Let this writer distance himself from the curmudgeons by noting that such youthful fervor needn’t be a negative, and can often go a long way at a show. When we caught Mr. DeMarco opening for fellow wunderkind Ty Segall at Webster Hall in 2013, he was opening beer bottles with his teeth and making out with band members. We all ate it up back then, and Mr. DeMarco’s antics matching against the maturity of his music had the whole crowd dancing with each other— we had stumbled upon an artist who was genuinely interested in creating a love vibe. Through the camaraderie between Mr. DeMarco and his band-mates, it was visibly apparent that the dudes were old friends. Later in 2013 he played Music Hall of Williamsburg, too, where a giant painted sheet backdrop dubbed the night “Tour Dank.” And later that year he was even invited to open for the French Autotune-savvy plutocrats of Phoenix. Maybe that’s when these crowds started reaching a Beatles level of idolatry.

Again, none of this is necessarily a bad thing— Mr. DeMarco’s music is honest and pure, his personality genuine, and a Mac DeMarco show has same the transformative power to increase your endorphins as a Flaming Lips show, so the fan love is understandable. Despite playing on the home-stretch of his tour’s end Wednesday while feeling under the weather, Mr. DeMarco still found the spirit to yuk it up and keep things fresh with the audience, like when he went into his Canadian hillbilly voice (think Billy Bob Thornton’s throaty rasp from Sling Blade) for an exaggerated riff on hosiers and Tim Horton’s.
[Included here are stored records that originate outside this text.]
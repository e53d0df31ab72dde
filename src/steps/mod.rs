//! # Lifecycle Steps
//!
//! Concrete steps and the pipelines they are assembled into.
//!
//! | Operation | Stages |
//! |---|---|
//! | provision | `create_runtime` → `check_runtime` (buffered by the status poll interval) |
//! | update | `check_runtime` |
//! | deprovision | `trigger_kyma_uninstall` → follow-up stages |
//!
//! After a real uninstall trigger the follow-up stages wait for the uninstall delay;
//! the step requests that wait itself, so skipped uninstalls continue at once.

use crate::clients::{ClusterRepository, InstallationService, ProvisionerClient, ShootClient};
use crate::config::TimeoutsConfig;
use crate::models::OperationType;
use crate::orchestration::operation_manager::OperationManager;
use crate::orchestration::pipeline::{PipelineError, StagedPipeline};
use crate::orchestration::step::Step;
use std::sync::Arc;
use std::time::Duration;

pub mod check_runtime;
pub mod create_runtime;
pub mod trigger_uninstall;

pub use check_runtime::{CheckRuntimeStep, CHECK_RUNTIME_STEP};
pub use create_runtime::{CreateRuntimeStep, CREATE_RUNTIME_STEP};
pub use trigger_uninstall::{TriggerKymaUninstallStep, TRIGGER_KYMA_UNINSTALL_STEP};

/// External services the built-in steps talk to
#[derive(Clone)]
pub struct Collaborators {
    pub provisioner: Arc<dyn ProvisionerClient>,
    pub clusters: Arc<dyn ClusterRepository>,
    pub shoots: Arc<dyn ShootClient>,
    pub installation: Arc<dyn InstallationService>,
}

pub fn provisioning_pipeline(
    create: Arc<CreateRuntimeStep>,
    check: Arc<CheckRuntimeStep>,
    first_poll_after: Duration,
) -> Result<StagedPipeline, PipelineError> {
    StagedPipeline::builder(OperationType::Provision)
        .stage("create_runtime", Duration::ZERO, vec![create as Arc<dyn Step>])
        .stage("check_runtime", first_poll_after, vec![check as Arc<dyn Step>])
        .build()
}

pub fn update_pipeline(check: Arc<CheckRuntimeStep>) -> Result<StagedPipeline, PipelineError> {
    StagedPipeline::builder(OperationType::Update)
        .stage("check_runtime", Duration::ZERO, vec![check as Arc<dyn Step>])
        .build()
}

/// Uninstall Kyma, then run `followups`
pub fn deprovisioning_pipeline(
    uninstall: Arc<TriggerKymaUninstallStep>,
    followups: Vec<Arc<dyn Step>>,
) -> Result<StagedPipeline, PipelineError> {
    let builder = StagedPipeline::builder(OperationType::Deprovision).stage(
        "trigger_kyma_uninstall",
        Duration::ZERO,
        vec![uninstall as Arc<dyn Step>],
    );

    if followups.is_empty() {
        builder.build()
    } else {
        builder
            .stage("deprovision_cluster", Duration::ZERO, followups)
            .build()
    }
}

/// Provision, update and deprovision pipelines wired with the built-in steps
pub fn default_pipelines(
    manager: Arc<OperationManager>,
    collaborators: &Collaborators,
    timeouts: &TimeoutsConfig,
) -> Result<Vec<StagedPipeline>, PipelineError> {
    let create = Arc::new(CreateRuntimeStep::new(
        manager.clone(),
        collaborators.provisioner.clone(),
    ));
    let check_provisioning = Arc::new(
        CheckRuntimeStep::new(
            manager.clone(),
            collaborators.provisioner.clone(),
            timeouts.provisioning(),
        )
        .with_poll_interval(timeouts.status_poll_interval()),
    );
    let check_update = Arc::new(
        CheckRuntimeStep::new(manager, collaborators.provisioner.clone(), timeouts.update())
            .with_poll_interval(timeouts.status_poll_interval()),
    );
    let uninstall = Arc::new(TriggerKymaUninstallStep::new(
        collaborators.clusters.clone(),
        collaborators.shoots.clone(),
        collaborators.installation.clone(),
        timeouts.kyma_uninstall(),
        timeouts.kyma_uninstall_delay(),
    ));

    Ok(vec![
        provisioning_pipeline(create, check_provisioning, timeouts.status_poll_interval())?,
        update_pipeline(check_update)?,
        deprovisioning_pipeline(uninstall, Vec::new())?,
    ])
}
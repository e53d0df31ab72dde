//! Polls the provisioner until the runtime operation it accepted has finished.

use crate::clients::{ProvisionerClient, RuntimeOperationState};
use crate::models::Operation;
use crate::orchestration::error_classifier::{ClassifiedError, ErrComponent, ErrReason};
use crate::orchestration::operation_manager::OperationManager;
use crate::orchestration::step::{has_timed_out, Step, StepResult};
use async_trait::async_trait;
use std::sync::Arc;
use std::time::Duration;
use tracing::{error, info, instrument};

pub const CHECK_RUNTIME_STEP: &str = "Check_Runtime";

/// Delay before asking the provisioner again
pub const DEFAULT_STATUS_POLL_INTERVAL: Duration = Duration::from_secs(60);

pub struct CheckRuntimeStep {
    manager: Arc<OperationManager>,
    provisioner: Arc<dyn ProvisionerClient>,
    timeout: Duration,
    poll_interval: Duration,
}

impl CheckRuntimeStep {
    pub fn new(
        manager: Arc<OperationManager>,
        provisioner: Arc<dyn ProvisionerClient>,
        timeout: Duration,
    ) -> Self {
        Self {
            manager,
            provisioner,
            timeout,
            poll_interval: DEFAULT_STATUS_POLL_INTERVAL,
        }
    }

    pub fn with_poll_interval(mut self, poll_interval: Duration) -> Self {
        self.poll_interval = poll_interval;
        self
    }

    async fn check_runtime_status(&self, operation: Operation) -> StepResult {
        if has_timed_out(&operation, self.timeout) {
            info!(
                updated_at = %operation.updated_at,
                "Operation has reached the time limit"
            );
            let err = ClassifiedError::fatal(format!(
                "operation has reached the time limit: {}s",
                self.timeout.as_secs()
            ))
            .with_component(ErrComponent::Provisioner)
            .with_reason(ErrReason::Timeout);
            return self.manager.operation_failed_with(operation, err).await;
        }

        let Some(provisioner_operation_id) = operation.provisioner_operation_id().map(str::to_owned)
        else {
            let err = ClassifiedError::fatal("Operation does not contain Provisioner Operation ID")
                .with_component(ErrComponent::InternalValidation);
            error!("{}", err);
            return self.manager.operation_failed_with(operation, err).await;
        };

        let global_account_id = &operation.provisioning_parameters().ers_context.global_account_id;
        let status = match self
            .provisioner
            .runtime_operation_status(global_account_id, &provisioner_operation_id)
            .await
        {
            Ok(status) => status,
            Err(err) => {
                error!("Call to provisioner RuntimeOperationStatus failed: {}", err);
                return StepResult::requeue(operation, self.poll_interval);
            }
        };
        info!(state = %status.state, "Provisioner returned operation status");

        match status.state {
            RuntimeOperationState::Succeeded => StepResult::advance(operation),
            RuntimeOperationState::InProgress | RuntimeOperationState::Pending => {
                StepResult::requeue(operation, self.poll_interval)
            }
            RuntimeOperationState::Failed => {
                let err = ClassifiedError::fatal(format!(
                    "provisioner client returns failed status: {}",
                    status.message.unwrap_or_default()
                ))
                .with_component(ErrComponent::Provisioner)
                .with_reason(ErrReason::RemoteRejected);
                self.manager.operation_failed_with(operation, err).await
            }
        }
    }
}

#[async_trait]
impl Step for CheckRuntimeStep {
    fn name(&self) -> &str {
        CHECK_RUNTIME_STEP
    }

    #[instrument(skip(self, operation), fields(operation_id = %operation.id(), runtime_id = ?operation.runtime_id()))]
    async fn run(&self, operation: Operation) -> StepResult {
        if operation.runtime_id().is_none() {
            let err = ClassifiedError::fatal("Runtime ID is empty")
                .with_component(ErrComponent::InternalValidation);
            error!("{}", err);
            return self.manager.operation_failed_with(operation, err).await;
        }
        self.check_runtime_status(operation).await
    }
}
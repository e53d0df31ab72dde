//! Test fixtures: operations, configuration and a scheduler harness over the
//! in-memory store.

use super::fakes::RecordingSink;
use runtime_lifecycle::config::LifecycleConfig;
use runtime_lifecycle::models::{Operation, OperationType, ProvisioningParameters};
use runtime_lifecycle::orchestration::{OperationManager, Scheduler, StagedPipeline};
use runtime_lifecycle::state_machine::OperationState;
use runtime_lifecycle::storage::{InMemoryOperations, Operations};
use std::sync::Arc;

pub const GLOBAL_ACCOUNT_ID: &str = "ga-1";
pub const PLAN_ID: &str = "plan-azure";

pub fn operation(operation_type: OperationType) -> Operation {
    let mut parameters = ProvisioningParameters::new(PLAN_ID, GLOBAL_ACCOUNT_ID);
    parameters.ers_context.subaccount_id = "sa-1".to_string();
    parameters.region = Some("westeurope".to_string());
    Operation::new("instance-1", operation_type, parameters)
}

/// Short intervals so scheduler loops finish quickly
pub fn test_config() -> LifecycleConfig {
    let mut config = LifecycleConfig::default();
    config.scheduler.workers = 2;
    config.scheduler.poll_interval_ms = 10;
    config.scheduler.lease_seconds = 30;
    config.backoff.base_delay_seconds = 1;
    config.backoff.max_delay_seconds = 5;
    config.manager.persist_failure_delay_seconds = 1;
    config
}

pub struct Harness {
    pub storage: Arc<InMemoryOperations>,
    pub manager: Arc<OperationManager>,
    pub sink: Arc<RecordingSink>,
    pub config: LifecycleConfig,
}

impl Harness {
    pub fn new() -> Self {
        Self::with_config(test_config())
    }

    pub fn with_config(config: LifecycleConfig) -> Self {
        let storage = Arc::new(InMemoryOperations::new());
        let manager = Arc::new(OperationManager::with_config(
            storage.clone(),
            config.manager.clone(),
        ));
        Self {
            storage,
            manager,
            sink: Arc::new(RecordingSink::default()),
            config,
        }
    }

    pub fn scheduler(&self, pipelines: Vec<StagedPipeline>) -> Scheduler {
        pipelines.into_iter().fold(
            Scheduler::new(self.manager.clone(), self.sink.clone(), &self.config),
            Scheduler::with_pipeline,
        )
    }

    pub async fn stored(&self, id: &str) -> Operation {
        self.storage.get(id).await.expect("operation is stored")
    }

    /// Persist `operation` directly in `state`, bypassing the scheduler
    pub async fn insert_in_state(&self, mut operation: Operation, state: OperationState) -> Operation {
        operation.state = state;
        self.storage.insert(&operation).await.expect("insert");
        operation
    }
}
//! Lifecycle event contract, publisher and the metrics projection.

pub mod collector;
pub mod publisher;
pub mod types;

pub use collector::{result_value, OperationResultCollector};
pub use publisher::{EventError, EventHandler, EventPublisher, EventSink};
pub use types::{LifecycleEvent, OperationSnapshot, StepProcessed};
//! # Lifecycle Engine Configuration
//!
//! Typed configuration for the scheduler, retry policy, operation manager, step
//! timeouts, event bus and telemetry.
//!
//! ## Sources
//!
//! Layered by [`ConfigManager`], later sources win:
//!
//! 1. `<dir>/lifecycle.yaml`
//! 2. `<dir>/lifecycle.<environment>.yaml` (optional)
//! 3. `LIFECYCLE__<SECTION>__<KEY>` environment variables
//!
//! Every section has defaults, so a file only needs the keys it changes.
//!
//! ## Usage
//!
//! ```rust,no_run
//! use runtime_lifecycle::config::ConfigManager;
//!
//! # fn main() -> Result<(), Box<dyn std::error::Error>> {
//! let manager = ConfigManager::load()?;
//! let workers = manager.config().scheduler.workers;
//! let lease = manager.config().scheduler.lease();
//! # let _ = (workers, lease);
//! # Ok(())
//! # }
//! ```

pub mod error;
pub mod loader;

use serde::{Deserialize, Serialize};
use std::time::Duration;

pub use error::{ConfigResult, ConfigurationError};
pub use loader::ConfigManager;

/// Root configuration structure mirroring lifecycle.yaml
#[derive(Debug, Clone, Default, PartialEq, Deserialize, Serialize)]
#[serde(default)]
pub struct LifecycleConfig {
    pub scheduler: SchedulerConfig,
    pub backoff: BackoffConfig,
    pub manager: ManagerConfig,
    pub timeouts: TimeoutsConfig,
    pub events: EventsConfig,
    pub telemetry: TelemetryConfig,
}

/// Worker pool and claiming behaviour
#[derive(Debug, Clone, PartialEq, Deserialize, Serialize)]
#[serde(default)]
pub struct SchedulerConfig {
    pub workers: usize,
    /// Sleep between empty claim rounds
    pub poll_interval_ms: u64,
    pub claim_batch_size: usize,
    /// Lease length; must exceed the slowest single step invocation
    pub lease_seconds: u64,
    pub worker_id_prefix: String,
}

impl Default for SchedulerConfig {
    fn default() -> Self {
        Self {
            workers: 4,
            poll_interval_ms: 1000,
            claim_batch_size: 10,
            lease_seconds: 300,
            worker_id_prefix: "lifecycle".to_string(),
        }
    }
}

impl SchedulerConfig {
    pub fn poll_interval(&self) -> Duration {
        Duration::from_millis(self.poll_interval_ms)
    }

    pub fn lease(&self) -> Duration {
        Duration::from_secs(self.lease_seconds)
    }
}

/// Retry policy for recoverable step errors
#[derive(Debug, Clone, PartialEq, Deserialize, Serialize)]
#[serde(default)]
pub struct BackoffConfig {
    pub base_delay_seconds: u64,
    pub max_delay_seconds: u64,
    pub multiplier: f64,
    /// Retry budget measured from the first retry of an episode
    pub max_retry_time_seconds: u64,
}

impl Default for BackoffConfig {
    fn default() -> Self {
        Self {
            base_delay_seconds: 10,
            max_delay_seconds: 600,
            multiplier: 2.0,
            max_retry_time_seconds: 3600,
        }
    }
}

impl BackoffConfig {
    pub fn base_delay(&self) -> Duration {
        Duration::from_secs(self.base_delay_seconds)
    }

    pub fn max_delay(&self) -> Duration {
        Duration::from_secs(self.max_delay_seconds)
    }

    pub fn max_retry_time(&self) -> Duration {
        Duration::from_secs(self.max_retry_time_seconds)
    }
}

#[derive(Debug, Clone, PartialEq, Deserialize, Serialize)]
#[serde(default)]
pub struct ManagerConfig {
    /// Re-read and re-apply attempts on a version conflict
    pub conflict_retries: u32,
    /// Delay returned when a state change could not be persisted
    pub persist_failure_delay_seconds: u64,
}

impl Default for ManagerConfig {
    fn default() -> Self {
        Self {
            conflict_retries: 3,
            persist_failure_delay_seconds: 60,
        }
    }
}

impl ManagerConfig {
    pub fn persist_failure_delay(&self) -> Duration {
        Duration::from_secs(self.persist_failure_delay_seconds)
    }
}

/// Step time limits and polling intervals
#[derive(Debug, Clone, PartialEq, Deserialize, Serialize)]
#[serde(default)]
pub struct TimeoutsConfig {
    pub provisioning_seconds: u64,
    pub update_seconds: u64,
    pub kyma_uninstall_seconds: u64,
    pub status_poll_interval_seconds: u64,
    /// Delay after a successful uninstall trigger before the next step
    pub kyma_uninstall_delay_seconds: u64,
}

impl Default for TimeoutsConfig {
    fn default() -> Self {
        Self {
            provisioning_seconds: 2 * 60 * 60,
            update_seconds: 2 * 60 * 60,
            kyma_uninstall_seconds: 10 * 60,
            status_poll_interval_seconds: 60,
            kyma_uninstall_delay_seconds: 0,
        }
    }
}

impl TimeoutsConfig {
    pub fn provisioning(&self) -> Duration {
        Duration::from_secs(self.provisioning_seconds)
    }

    pub fn update(&self) -> Duration {
        Duration::from_secs(self.update_seconds)
    }

    pub fn kyma_uninstall(&self) -> Duration {
        Duration::from_secs(self.kyma_uninstall_seconds)
    }

    pub fn status_poll_interval(&self) -> Duration {
        Duration::from_secs(self.status_poll_interval_seconds)
    }

    pub fn kyma_uninstall_delay(&self) -> Duration {
        Duration::from_secs(self.kyma_uninstall_delay_seconds)
    }
}

#[derive(Debug, Clone, PartialEq, Deserialize, Serialize)]
#[serde(default)]
pub struct EventsConfig {
    pub enabled: bool,
    /// Broadcast buffer; slow subscribers lag beyond this
    pub channel_capacity: usize,
}

impl Default for EventsConfig {
    fn default() -> Self {
        Self {
            enabled: true,
            channel_capacity: 1000,
        }
    }
}

#[derive(Debug, Clone, PartialEq, Deserialize, Serialize)]
#[serde(default)]
pub struct TelemetryConfig {
    pub enabled: bool,
    pub service_name: String,
    /// Prefix of exported gauge names, e.g. `lifecycle.provisioning_result`
    pub metric_prefix: String,
    pub json_logs: bool,
    /// Overrides the environment default when `RUST_LOG` is unset
    pub log_level: Option<String>,
}

impl Default for TelemetryConfig {
    fn default() -> Self {
        Self {
            enabled: true,
            service_name: "runtime-lifecycle".to_string(),
            metric_prefix: "lifecycle".to_string(),
            json_logs: false,
            log_level: None,
        }
    }
}

impl LifecycleConfig {
    /// Reject configurations the engine cannot run with
    pub fn validate(&self) -> ConfigResult<()> {
        if self.scheduler.workers == 0 {
            return Err(ConfigurationError::invalid_value(
                "scheduler.workers",
                "0",
                "at least one worker is required",
            ));
        }
        if self.scheduler.claim_batch_size == 0 {
            return Err(ConfigurationError::invalid_value(
                "scheduler.claim_batch_size",
                "0",
                "must claim at least one operation per round",
            ));
        }
        if self.scheduler.lease_seconds == 0 {
            return Err(ConfigurationError::invalid_value(
                "scheduler.lease_seconds",
                "0",
                "leases must be longer than zero",
            ));
        }
        if self.scheduler.worker_id_prefix.trim().is_empty() {
            return Err(ConfigurationError::missing_required_field(
                "worker_id_prefix",
                "scheduler",
            ));
        }
        if !self.backoff.multiplier.is_finite() || self.backoff.multiplier < 1.0 {
            return Err(ConfigurationError::invalid_value(
                "backoff.multiplier",
                self.backoff.multiplier.to_string(),
                "must be a finite number >= 1.0",
            ));
        }
        if self.backoff.base_delay_seconds > self.backoff.max_delay_seconds {
            return Err(ConfigurationError::validation_error(format!(
                "backoff.base_delay_seconds ({}) exceeds backoff.max_delay_seconds ({})",
                self.backoff.base_delay_seconds, self.backoff.max_delay_seconds
            )));
        }
        if self.events.channel_capacity == 0 {
            return Err(ConfigurationError::invalid_value(
                "events.channel_capacity",
                "0",
                "broadcast channels need a positive capacity",
            ));
        }
        if self.telemetry.metric_prefix.trim().is_empty() {
            return Err(ConfigurationError::missing_required_field(
                "metric_prefix",
                "telemetry",
            ));
        }
        Ok(())
    }
}

#[cfg(test)]
mod tests {
    use super::*;

    #[test]
    fn test_defaults_are_valid() {
        let config = LifecycleConfig::default();
        assert!(config.validate().is_ok());
        assert_eq!(config.manager.persist_failure_delay(), Duration::from_secs(60));
        assert_eq!(config.timeouts.status_poll_interval(), Duration::from_secs(60));
        assert_eq!(config.timeouts.kyma_uninstall_delay(), Duration::ZERO);
    }

    #[test]
    fn test_validation_errors() {
        let mut config = LifecycleConfig::default();
        config.scheduler.workers = 0;
        assert!(matches!(
            config.validate(),
            Err(ConfigurationError::InvalidValue { .. })
        ));

        let mut config = LifecycleConfig::default();
        config.backoff.multiplier = 0.5;
        assert!(config.validate().is_err());

        let mut config = LifecycleConfig::default();
        config.backoff.base_delay_seconds = config.backoff.max_delay_seconds + 1;
        assert!(matches!(
            config.validate(),
            Err(ConfigurationError::ValidationError { .. })
        ));
    }
}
His riffed out cover of Steely Dan’s “Reeling In The Years” was performed with a refreshing virtuosity, both a sign of the man’s vast influences and evidence of his band’s musicianship. But when the crowd began inflating condoms as balloons and throwing them onstage, lead guitarist Andrew White called out their immaturity, asking the kids if they really knew how to use those things.
Mac DeMarco’s got moxie. And he’s not just saving it for the kids, either.
Perhaps most telling was the crowd’s behavior during cathartic set-closer “Still Together,” a song about Mr. DeMarco’s complicated relationship with his girlfriend Kiera, which closes his now-classic LP 2. A young man crawled up on stage during the number, and Mr. DeMarco was fine with it, urging the audience to make sure and support him when he stage-dived into the crowd. Yet the young man did not climb up to stage-dive, rather to wave at his friends and take selfies. Mr. DeMarco, ever the good sport, just shrugged his shoulder while the band kept on playing, but this young man in turn prompted more teens to bum-rush the stage. When three young ladies followed his lead, forcing themselves alongside Mr. DeMarco for selfies with seeming oblivion to the intrusion of the self-aggrandizing behavior, the rest of the band had had enough—they had to literally stop playing and shoo the teens back into the crowd. Sadly, this was a far cry from the communal dance-party of Mac DeMarco shows past.
Mr. DeMarco himself then stage-dived before the song’s conclusion, presumably to show the kids how it’s done, hands folded together in a comic pose of easy-going indifference to the teenage hysteria unfolding all around him. He also got some comeuppance from spitting
Although it’s Mac DeMarco’s name on the bill, you get the sense that he never intended his live shows to be all about such mindless worship. A Mac DeMarco show is the most potent when the lovesick power and yearning of his songs are felt from the crowd, and there is a communal recognition of their universal meaning. What a long way youth culture has come in just a couple of short years, when such vibes can be so easily threatened by the all-consuming narcissism of some new “me” generation.